Working dogs like those used domestically for anti-terror operations are also saving the lives of American soldiers on the battlefield. The best of those dogs, oftentimes Belgian Malinois breeds, are utilized by Special Operations troops to attack the enemy as well as sniff out bombs. Lara Logan gets a rare look into the secretive world of these special dogs -- some of whose capabilities are military secrets -- and their handlers on 60 Minutes on Sunday, April 21 at 7:00 p.m. ET/PT.
Mike Ritland trains Malinois to perform many roles -- some classified -- including attacking enemy troops. He demonstrates a training exercise to Logan at his ranch in Cooper, Texas, where he trains the dogs. In a scene captured by 60 Minutes cameras, a dog in training is sent after a running volunteer about 50 yards away. The dog, which can run over 30 mph, quickly overtakes the man, knocking him to the ground and biting his arm. The volunteer wears a heavy quilted suit to keep the dog's teeth from penetrating his flesh. But there's more for enemy soldiers or criminal suspects to worry about.

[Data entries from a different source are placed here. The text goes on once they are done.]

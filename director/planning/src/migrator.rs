// This Source Code Form is subject to the terms of the Mozilla Public
// License, v. 2.0. If a copy of the MPL was not distributed with this
// file, You can obtain one at https://mozilla.org/MPL/2.0/.

//! Instance-group renames via `migrated_from`.
//!
//! Before matching runs, records persisted under an old group name are
//! remapped to the declaring group, so the planner sees them as ordinary
//! existing records of the new group (identity, indices, and uuids are all
//! preserved). Validation runs over the whole deployment first: a rename is
//! rejected when the old name is still desired or claimed by two groups.

use crate::errors::PlanningError;
use director_types::ExistingInstanceRecord;
use director_types::InstanceGroupSpec;
use slog::debug;
use slog::o;
use slog::Logger;
use std::collections::BTreeMap;
use std::collections::BTreeSet;
use std::sync::Arc;

pub struct InstanceGroupMigrator {
    log: Logger,
}

impl InstanceGroupMigrator {
    pub fn new(log: &Logger) -> Self {
        Self { log: log.new(o!("component" => "InstanceGroupMigrator")) }
    }

    /// Rewrite `all_existing_records` according to every group's
    /// `migrated_from` declarations. Records of untouched groups pass
    /// through unchanged.
    pub fn migrate(
        &self,
        instance_groups: &[Arc<InstanceGroupSpec>],
        all_existing_records: &[ExistingInstanceRecord],
    ) -> Result<Vec<ExistingInstanceRecord>, PlanningError> {
        let desired_names: BTreeSet<&str> =
            instance_groups.iter().map(|g| g.name.as_str()).collect();

        // old name -> (declaring group, declared az)
        let mut renames: BTreeMap<&str, (&InstanceGroupSpec, Option<&str>)> =
            BTreeMap::new();
        for group in instance_groups {
            for migration in &group.migrated_from {
                if desired_names.contains(migration.name.as_str()) {
                    return Err(PlanningError::MigratedFromStillDesired {
                        group: group.name.clone(),
                        old_name: migration.name.clone(),
                    });
                }
                if let Some((claimed_by, _)) = renames.insert(
                    migration.name.as_str(),
                    (group.as_ref(), migration.az.as_deref()),
                ) {
                    return Err(PlanningError::AmbiguousMigration {
                        old_name: migration.name.clone(),
                        group_a: claimed_by.name.clone(),
                        group_b: group.name.clone(),
                    });
                }
            }
        }

        let mut migrated = Vec::with_capacity(all_existing_records.len());
        for record in all_existing_records {
            let Some(&(group, declared_az)) =
                renames.get(record.job_name.as_str())
            else {
                migrated.push(record.clone());
                continue;
            };
            let mut record = record.clone();
            let az = self.resolve_az(group, &record, declared_az)?;
            debug!(
                self.log, "migrating instance record";
                "from" => &record.job_name,
                "to" => &group.name,
                "uuid" => &record.uuid,
                "az" => az.as_deref().unwrap_or("-"),
            );
            record.job_name = group.name.clone();
            record.availability_zone = az;
            migrated.push(record);
        }
        Ok(migrated)
    }

    /// Zone of a migrated record: the persisted zone when there is one
    /// (which must agree with any zone declared on the migration), otherwise
    /// the declared zone, otherwise the single zone of the target group.
    /// Legacy zone-less records in a multi-zone group are unresolvable.
    fn resolve_az(
        &self,
        group: &InstanceGroupSpec,
        record: &ExistingInstanceRecord,
        declared_az: Option<&str>,
    ) -> Result<Option<String>, PlanningError> {
        match (&record.availability_zone, declared_az) {
            (Some(persisted), Some(declared)) => {
                if persisted != declared {
                    return Err(PlanningError::MigratedFromAzMismatch {
                        old_name: record.job_name.clone(),
                        declared: declared.to_string(),
                        persisted: persisted.clone(),
                        uuid: record.uuid.clone(),
                    });
                }
                Ok(Some(persisted.clone()))
            }
            (Some(persisted), None) => Ok(Some(persisted.clone())),
            (None, Some(declared)) => Ok(Some(declared.to_string())),
            (None, None) => match group.azs.as_slice() {
                [] => Ok(None),
                [only] => Ok(Some(only.name.clone())),
                _ => Err(PlanningError::AmbiguousMigratedFromAz {
                    group: group.name.clone(),
                    old_name: record.job_name.clone(),
                    uuid: record.uuid.clone(),
                }),
            },
        }
    }
}

#[cfg(test)]
mod test {
    use super::*;
    use crate::example::example_instance_group;
    use crate::example::example_record;
    use crate::example::test_logger;
    use director_types::AvailabilityZone;
    use director_types::MigratedFrom;

    fn migrating_group(
        name: &str,
        from: &[(&str, Option<&str>)],
    ) -> Arc<InstanceGroupSpec> {
        let mut group = example_instance_group(name);
        group.migrated_from = from
            .iter()
            .map(|(old, az)| MigratedFrom {
                name: old.to_string(),
                az: az.map(str::to_string),
            })
            .collect();
        Arc::new(group)
    }

    #[test]
    fn records_of_renamed_groups_fan_in_preserving_identity() {
        let migrator = InstanceGroupMigrator::new(&test_logger());
        let groups = vec![migrating_group(
            "web",
            &[("frontend", None), ("router", None)],
        )];
        let records = vec![
            example_record("frontend", 0, Some("z1")),
            example_record("router", 0, Some("z2")),
            example_record("web", 1, Some("z1")),
            example_record("unrelated", 0, None),
        ];

        let migrated =
            migrator.migrate(&groups, &records).expect("migration succeeds");
        let web: Vec<_> =
            migrated.iter().filter(|r| r.job_name == "web").collect();
        assert_eq!(web.len(), 3);
        // Identity travels with the record.
        assert!(web.iter().any(|r| r.uuid == "frontend-0"
            && r.availability_zone.as_deref() == Some("z1")));
        assert!(web.iter().any(|r| r.uuid == "router-0"
            && r.availability_zone.as_deref() == Some("z2")));
        assert!(migrated.iter().any(|r| r.job_name == "unrelated"));
    }

    #[test]
    fn old_name_still_desired_is_rejected() {
        let migrator = InstanceGroupMigrator::new(&test_logger());
        let groups = vec![
            migrating_group("web", &[("frontend", None)]),
            Arc::new(example_instance_group("frontend")),
        ];
        let error = migrator
            .migrate(&groups, &[])
            .expect_err("still-desired old name must fail");
        assert!(matches!(
            error,
            PlanningError::MigratedFromStillDesired { .. }
        ));
    }

    #[test]
    fn one_old_name_cannot_be_claimed_twice() {
        let migrator = InstanceGroupMigrator::new(&test_logger());
        let groups = vec![
            migrating_group("web", &[("frontend", None)]),
            migrating_group("api", &[("frontend", None)]),
        ];
        let error = migrator
            .migrate(&groups, &[])
            .expect_err("double claim must fail");
        match error {
            PlanningError::AmbiguousMigration {
                old_name,
                group_a,
                group_b,
            } => {
                assert_eq!(old_name, "frontend");
                assert_ne!(group_a, group_b);
            }
            other => panic!("unexpected error: {other}"),
        }
    }

    #[test]
    fn declared_az_backfills_legacy_records() {
        let migrator = InstanceGroupMigrator::new(&test_logger());
        let groups =
            vec![migrating_group("web", &[("frontend", Some("z2"))])];
        let records = vec![example_record("frontend", 0, None)];
        let migrated =
            migrator.migrate(&groups, &records).expect("migration succeeds");
        assert_eq!(migrated[0].availability_zone.as_deref(), Some("z2"));
    }

    #[test]
    fn single_az_group_backfills_without_a_declaration() {
        let migrator = InstanceGroupMigrator::new(&test_logger());
        let mut group = example_instance_group("web");
        group.azs = vec![AvailabilityZone::new("z1")];
        group.migrated_from =
            vec![MigratedFrom { name: "frontend".to_string(), az: None }];
        let records = vec![example_record("frontend", 0, None)];
        let migrated = migrator
            .migrate(&[Arc::new(group)], &records)
            .expect("migration succeeds");
        assert_eq!(migrated[0].availability_zone.as_deref(), Some("z1"));
    }

    #[test]
    fn legacy_record_in_multi_az_group_is_ambiguous() {
        let migrator = InstanceGroupMigrator::new(&test_logger());
        let groups = vec![migrating_group("web", &[("frontend", None)])];
        let records = vec![example_record("frontend", 0, None)];
        let error = migrator
            .migrate(&groups, &records)
            .expect_err("zone-less record in multi-zone group must fail");
        assert!(matches!(
            error,
            PlanningError::AmbiguousMigratedFromAz { .. }
        ));
    }

    #[test]
    fn declared_az_must_match_the_persisted_one() {
        let migrator = InstanceGroupMigrator::new(&test_logger());
        let groups =
            vec![migrating_group("web", &[("frontend", Some("z2"))])];

        let agreeing = vec![example_record("frontend", 0, Some("z2"))];
        assert!(migrator.migrate(&groups, &agreeing).is_ok());

        let disagreeing = vec![example_record("frontend", 0, Some("z1"))];
        let error = migrator
            .migrate(&groups, &disagreeing)
            .expect_err("zone mismatch must fail");
        match error {
            PlanningError::MigratedFromAzMismatch {
                declared,
                persisted,
                ..
            } => {
                assert_eq!(declared, "z2");
                assert_eq!(persisted, "z1");
            }
            other => panic!("unexpected error: {other}"),
        }
    }
}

Logan asks how hard the dogs can bite. "Hard enough to break bones," says Ritland. Pointing to his wrists, he says "I had a dog bite me, right here like this, he only had his mouth on me for four or five seconds and broke my wrist."
Only extremely special dogs make it this far in training, says Ritland. They purposely put the dog under pressure and give them a choice to stay and fight or quit and run away. It's the ultimate test of what the dog will do if the target they attack tries to harm them. "The number-one thing I look for in a dog is that dog...decides I'm going to stay and fight you and I'm going to beat you. When you find that, it is a unicorn in that they almost don't exist," says Ritland.
The dogs have been used more and more since 9/11 and became extremely valuable in Afghanistan, where their skills give troops a mental comfort edge. "You know you've got one of the best trained, best equipped, best capable...working dogs out in front of you that has your back," says Ritland.
Unfortunately, the Taliban has begun to appreciate the dogs' advantage to U.S. troops and have targeted them. A reporter with a camera interviewed a Taliban commander for 60 Minutes who told him in a recent battle his force was ordered to open fire on the dogs before targeting the humans.
Told that some people would consider it animal cruelty to put the dogs in harm's way, Green Beret Chris Corbin, a Special Forces dog handler, tells Logan, "I could make [his dog] scared of it and make him not do his job and send soldiers to the same death. That's my answer to that."
When the dogs have served their tours with the military, they can end up on American streets to secure events and perform other police duties.